Studio epidemiologico su lavoratori Tamoil non dice tutto
Dopo anni e anni di attesa, come una tela di Penelope, più volte iniziato e mai completato, l’Asl di Cremona ha presentato nel corso del convegno “Respirando Cremona” il tanto agognato studio epidemiologico. Come si temeva, la montagna ha partorito il classico topolino. Non un vero e serio studio sulla popolazione di Cremona, a partire dai frequentatori delle società rivierasche e dai residenti nei quartieri limitrofi all’impianto, bensì uno studio epidemiologico sui soli lavoratori della raffineria.
Da tempo – e le indagini condotte in altre città italiane sedi di grandi impianti di raffinazione lo dimostrano – sono conosciuti i limiti oggettivi degli studi effettuati sulla base dei soli certificati di morte, spesso di difficile reperimento e di difficile interpretazione, soprattutto dopo decenni dall’evento mortale. Infatti lo studio epidemiologico, condotto lodevolmente dalla Clinica del Lavoro-Università di Milano, evidenzia una serie di problematiche che cerco di riassumere brevemente:
– dei 173 lavoratori deceduti dal 1961 al 2010 non sono stati reperiti (o la causa di morte è ignota) circa 50 certificati di morte;
– i certificati di morte sono scarsamente affidabili in quanto spesso la diagnosi di morte è indicata frettolosamente e genericamente come “arresto cardiaco”;
– non sono stati compresi nel campione i lavoratori “esterni” alla raffineria, che sono stati molti e ai quali spesso venivano affidate operazioni rischiose e nocive senza che gli stessi fossero dotati di attrezzature di protezione e di sicurezza adeguate;
– il parametro di riferimento (l’intera popolazione di Cremona) non è omogeneo, in quanto i lavoratori sono, in genere, soggetti giovani e sani, mentre l’intera popolazione è composta in larga parte da soggetti anziani e spesso malati;
– le indagini epidemiologiche condotte a largo spettro, su lavoratori e residenti, in altre città italiane (vedasi ad esempio lo studio di Falconara Marittima) hanno evidenziato una recrudescenza dei tumori non tanto fra i lavoratori, quanto fra la popolazione residente nei quartieri limitrofi alla raffineria, soprattutto fra i soggetti “stanziali” (casalinghe).

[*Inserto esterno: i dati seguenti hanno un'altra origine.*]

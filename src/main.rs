//! neardupe - near-duplicate file finder
//!
//! Entry point for the CLI application.

use clap::Parser;
use neardupe::{
    cli::Cli,
    error::{ExitCode, StructuredError},
    similarity::FinderError,
};

fn main() {
    let cli = Cli::parse();
    let json_errors = cli.json_errors;

    match neardupe::run_app(cli) {
        Ok(code) => std::process::exit(code.as_i32()),
        Err(err) => {
            let exit_code = if err
                .downcast_ref::<FinderError>()
                .is_some_and(|e| matches!(e, FinderError::Interrupted))
            {
                ExitCode::Interrupted
            } else {
                ExitCode::GeneralError
            };

            if json_errors {
                let structured = StructuredError::new(&err, exit_code);
                match serde_json::to_string_pretty(&structured) {
                    Ok(json) => eprintln!("{json}"),
                    Err(_) => eprintln!("[{}] Error: {:#}", exit_code.code_prefix(), err),
                }
            } else {
                eprintln!("[{}] Error: {:#}", exit_code.code_prefix(), err);
            }

            std::process::exit(exit_code.as_i32());
        }
    }
}
//! Near-duplicate detection module.
//!
//! This module provides functionality for:
//! - Pairwise scoring of files by name, fuzzy hash and size ([`compare`])
//! - Parallel fingerprinting and all-pairs comparison ([`finder`])
//! - Folding matches into a per-file report ([`report`])

pub mod compare;
pub mod finder;
pub mod report;

pub use compare::{
    round3, size_distance, string_similarity, Comparator, HashMetric, MatchEntry, PairScore,
    ThresholdPolicy,
};
pub use finder::{
    worker_count, FinderConfig, FinderError, FingerprintTable, ScanSummary, SimilarityFinder,
};
pub use report::{Report, ReportEntry};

La spiegazione è da ricercarsi, da una parte, dalle misure di protezione e di sicurezza adottate dai lavoratori e, dall’altra, dalla ricaduta dei fumi della raffineria che, in base alla direzione dei venti, avviene lontano dall’impianto.
Per tutti questi motivi lo studio epidemiologico commissionato dall’Asl di Cremona non poteva che evidenziare che “la coorte dei lavoratori Tamoil non è stata interessata da una mortalità complessiva più elevata rispetto all’atteso”.
A tutto ciò va ovviamente aggiunto che, oltre alle emissioni nell’aria, la raffineria di Cremona si è resa responsabile di una quantità enorme di sversamenti di inquinanti nei terreni e in falda. Ma di questo se ne sta occupando, lodevolmente, il tribunale di Cremona. Ricordo infatti che lunedi 19 novembre avrà inizio davanti al giudice Salvini il processo con rito abbreviato a carico di cinque responsabili Tamoil per gravi reati ambientali ma non solo.